Exercise: Output only the lines below from the one containing "pub(crate) fn keccak256(chunks: &[&[u8]])" to the one containing "collection_id_yes = collection_id(condition_id, INDEX_SET_YES);", exactly as written, both ends kept.

START Extracted material

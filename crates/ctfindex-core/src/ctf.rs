//! Conditional-token identifier derivation.
//!
//! Position (token) ids are not deployed contracts; they are computed from the
//! condition and the collateral with two keccak-256 rounds over fixed-width,
//! big-endian, tightly packed inputs:
//!
//! ```text
//! collectionId = keccak256(parentCollectionId[32] ‖ conditionId[32] ‖ indexSet[32, big-endian])
//! positionId   = keccak256(collateralToken[20] ‖ collectionId[32])
//! ```
//!
//! Any deviation in hash, width or byte order yields a well-formed but wrong
//! id with no runtime error, so these functions are pinned by golden vectors
//! in `tests/golden.rs`.

use alloy_primitives::{address, Address, B256, U256};
use serde::{Deserialize, Serialize};
use tiny_keccak::{Hasher, Keccak};

/// Index set of the YES outcome of a binary condition.
pub const INDEX_SET_YES: u64 = 1;
/// Index set of the NO outcome of a binary condition.
pub const INDEX_SET_NO: u64 = 2;

/// Top-level positions have an all-zero parent collection.
pub const PARENT_COLLECTION_ID: B256 = B256::ZERO;

/// USDC.e on Polygon, the protocol's collateral token.
pub const USDC_E: Address = address!("2791Bca1f2de4661ED88A30C99A7a9449Aa84174");

/// YES/NO identifiers of a binary condition.
#[derive(Debug, Clone, PartialEq, Eq, Serialize, Deserialize)]
pub struct BinaryPositions {
    pub collection_id_yes: B256,
    pub collection_id_no: B256,
    pub position_yes: U256,
    pub position_no: U256,
}

pub(crate) fn keccak256(chunks: &[&[u8]]) -> B256 {
    let mut hasher = Keccak::v256();
    for chunk in chunks {
        hasher.update(chunk);
    }
    let mut output = [0u8; 32];
    hasher.finalize(&mut output);
    B256::from(output)
}

/// Collection id of `index_set` under `condition_id` (top-level parent).
pub fn collection_id(condition_id: B256, index_set: u64) -> B256 {
    let index_set = U256::from(index_set).to_be_bytes::<32>();
    keccak256(&[
        PARENT_COLLECTION_ID.as_slice(),
        condition_id.as_slice(),
        &index_set,
    ])
}

/// Position id of `collection_id` backed by `collateral`.
pub fn position_id(collateral: Address, collection_id: B256) -> U256 {
    let hash = keccak256(&[collateral.as_slice(), collection_id.as_slice()]);
    U256::from_be_bytes(hash.0)
}

/// Position id for `index_set` of `condition_id`, in one step.
pub fn derive_position_id(collateral: Address, condition_id: B256, index_set: u64) -> U256 {
    position_id(collateral, collection_id(condition_id, index_set))
}

/// Both outcome ids of a binary condition.
pub fn derive_binary_positions(collateral: Address, condition_id: B256) -> BinaryPositions {
    let collection_id_yes = collection_id(condition_id, INDEX_SET_YES);
    let collection_id_no = collection_id(condition_id, INDEX_SET_NO);
    BinaryPositions {
        position_yes: position_id(collateral, collection_id_yes),
        position_no: position_id(collateral, collection_id_no),
        collection_id_yes,
        collection_id_no,
    }
}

END Extracted material

Output for this exercise:
pub(crate) fn keccak256(chunks: &[&[u8]]) -> B256 {
    let mut hasher = Keccak::v256();
    for chunk in chunks {
        hasher.update(chunk);
    }
    let mut output = [0u8; 32];
    hasher.finalize(&mut output);
    B256::from(output)
}

/// Collection id of `index_set` under `condition_id` (top-level parent).
pub fn collection_id(condition_id: B256, index_set: u64) -> B256 {
    let index_set = U256::from(index_set).to_be_bytes::<32>();
    keccak256(&[
        PARENT_COLLECTION_ID.as_slice(),
        condition_id.as_slice(),
        &index_set,
    ])
}

/// Position id of `collection_id` backed by `collateral`.
pub fn position_id(collateral: Address, collection_id: B256) -> U256 {
    let hash = keccak256(&[collateral.as_slice(), collection_id.as_slice()]);
    U256::from_be_bytes(hash.0)
}

/// Position id for `index_set` of `condition_id`, in one step.
pub fn derive_position_id(collateral: Address, condition_id: B256, index_set: u64) -> U256 {
    position_id(collateral, collection_id(condition_id, index_set))
}

/// Both outcome ids of a binary condition.
pub fn derive_binary_positions(collateral: Address, condition_id: B256) -> BinaryPositions {
    let collection_id_yes = collection_id(condition_id, INDEX_SET_YES);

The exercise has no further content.